In a race for the ages, Kamala Harris is surging

August 9th, 2024 by Tom Lynch

Donald Trump was on a roll.

After Joe Biden’s disastrous debate performance on 27 June, Trump gained momentum and Biden lost whatever he might have had, which wasn’t much. Then came the assassination attempt in Butler, Pennsylvania, a key state in the upcoming election. Trump’s MAGA followers attributed his surviving to being “touched by God.” Less than a week later, Trump tapped Hillbilly Elegy author and Ohio Senator J. D. Vance as his running mate. The Republican National Convention immediately followed from Milwaukee showcasing more hot air than the inside of a pizza oven. Republicans began getting the moving vans ready for 1600 Pennsylvania Avenue.

Meanwhile, democrats were in disarray in what seemed five-alarm fire mode, all of them calling for Joe Biden to withdraw. It took the irrepressible Nancy Pelosi to push him over the line. And so, on a summer Sunday afternoon, like Lyndon Johnson before him, 56 years ago, Joe Biden withdrew from the 2024 presidential race and endorsed Vice President Kamala Harris.

That was just twenty days ago, and since then everything seems to have changed.

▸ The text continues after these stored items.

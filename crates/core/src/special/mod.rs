//! Embedded content: turns anchor descriptors into displayable recipes,
//! item displays, images and multiblock placeholders.
//!
//! Every fetch goes through the shared [`ContentCache`]. A descriptor whose
//! content cannot be fetched resolves to `None` and the anchor renders empty.

mod ingredient;
mod recipes;

use crate::error::ManualError;
use crate::localization::Translator;
use crate::repository::RepositoryPaths;
use folio_idf::{Descriptor, EmbeddedContent, ImageTile};
use folio_layout::estimate::IMAGE_SCALE;
use folio_traits::ContentCache;
use folio_types::BranchId;
use serde_json::Value;
use std::sync::Arc;

pub use ingredient::unwrap_ingredient;

#[derive(Debug)]
pub struct EmbeddedResolver {
    cache: Arc<dyn ContentCache>,
    paths: RepositoryPaths,
    translator: Arc<Translator>,
}

impl EmbeddedResolver {
    pub fn new(
        cache: Arc<dyn ContentCache>,
        paths: RepositoryPaths,
        translator: Arc<Translator>,
    ) -> Self {
        Self {
            cache,
            paths,
            translator,
        }
    }

    pub fn paths(&self) -> &RepositoryPaths {
        &self.paths
    }

    /// Resolves a descriptor, or `None` for unknown types and failed fetches.
    pub async fn resolve(&self, branch: &BranchId, descriptor: &Descriptor) -> Option<EmbeddedContent> {
        match self.try_resolve(branch, descriptor).await {
            Ok(content) => content,
            Err(e) => {
                log::warn!(
                    "embedded content of type {:?} unavailable: {}",
                    descriptor.kind(),
                    e
                );
                None
            }
        }
    }

    async fn try_resolve(
        &self,
        branch: &BranchId,
        descriptor: &Descriptor,
    ) -> Result<Option<EmbeddedContent>, ManualError> {
        match descriptor.kind() {
            Some("crafting") => self.crafting(branch, descriptor).await,
            Some("blueprint") => self.blueprint(branch, descriptor).await,
            Some("item_display") => self.item_display(branch, descriptor).await,
            Some("image") => Ok(self.images(branch, descriptor)),
            Some("multiblock") => Ok(Some(EmbeddedContent::Multiblock {
                name: descriptor.get_str("name").unwrap_or_default().to_string(),
            })),
            other => {
                log::debug!("no handler for embedded content type {:?}", other);
                Ok(None)
            }
        }
    }

    pub(crate) async fn fetch_json(&self, url: &str) -> Result<Value, ManualError> {
        let bytes = self.cache.get_or_fetch(url).await?;
        Ok(serde_json::from_slice(&bytes)?)
    }

    async fn item_display(
        &self,
        branch: &BranchId,
        descriptor: &Descriptor,
    ) -> Result<Option<EmbeddedContent>, ManualError> {
        let items: Vec<Value> = match descriptor.get("item").filter(|v| !v.is_null()) {
            Some(item) => vec![item.clone()],
            None => match descriptor.get("items").and_then(Value::as_array) {
                Some(items) => items.clone(),
                None => return Ok(None),
            },
        };
        let mut prepared = Vec::with_capacity(items.len());
        for item in &items {
            prepared.push(self.prepare_ingredient(branch, item).await);
        }
        Ok(Some(EmbeddedContent::ItemDisplay(prepared)))
    }

    fn images(&self, branch: &BranchId, descriptor: &Descriptor) -> Option<EmbeddedContent> {
        let images = descriptor.get("images")?.as_array()?;
        let asset_path = self.paths.asset_path(branch);
        let tiles = images
            .iter()
            .filter_map(|image| image_tile(&asset_path, image))
            .collect();
        Some(EmbeddedContent::Images(tiles))
    }
}

fn number(value: &Value, key: &str) -> Option<f32> {
    value.get(key).and_then(Value::as_f64).map(|n| n as f32)
}

/// Adding zero turns `-0.0` into `0.0` for display.
fn positive_zero(x: f32) -> f32 {
    x + 0.0
}

fn image_tile(asset_path: &str, image: &Value) -> Option<ImageTile> {
    let location = image.get("location")?.as_str()?;
    let u_size = number(image, "uSize").filter(|u| *u > 0.0)?;
    let v_size = number(image, "vSize")?;
    let scale = IMAGE_SCALE / u_size;
    let u_min = number(image, "uMin").unwrap_or(0.0);
    let v_min = number(image, "vMin").unwrap_or(0.0);
    Some(ImageTile {
        url: format!("{}{}", asset_path, location),
        height_vmin: scale * v_size,
        background_size_pct: (256.0 / f64::from(u_size) * 100.0).round() as i64,
        offset_vmin: (positive_zero(-scale * u_min), positive_zero(-scale * v_min)),
    })
}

Harris seems made for the moment, and appears to have, politically, grown immensely in her four years of calling the Naval Observatory home. Democrats have been instantly energized much as they were when Barack Obama ran in 2008. Suddenly, it is Donald Trump, the picture of elderly vigor at the Biden debate, who now looks just plain elderly compared to his 19-year younger opponent.

And then Harris selected former high school social studies teacher, football coach, National Guard Command Sergeant Major, Congressman, and Minnesota Governor Tim Walz as her running mate, The contrast to 39-year old, ex-venture capitalist from the Peter Thiel orbit, J. D. Vance, could not be more stark. We suddenly have Mr. Likable going up against a person who more and more seems an embarrassingly poor selection with his “childless cat ladies” and his attachment to Kevin Roberts, the Heritage Foundation’s president and proud creator of Project 2025. Vance wrote the forward for Roberts latest book that has now seen publication delayed until after the election, but reviewers have copies, and they have not been kind.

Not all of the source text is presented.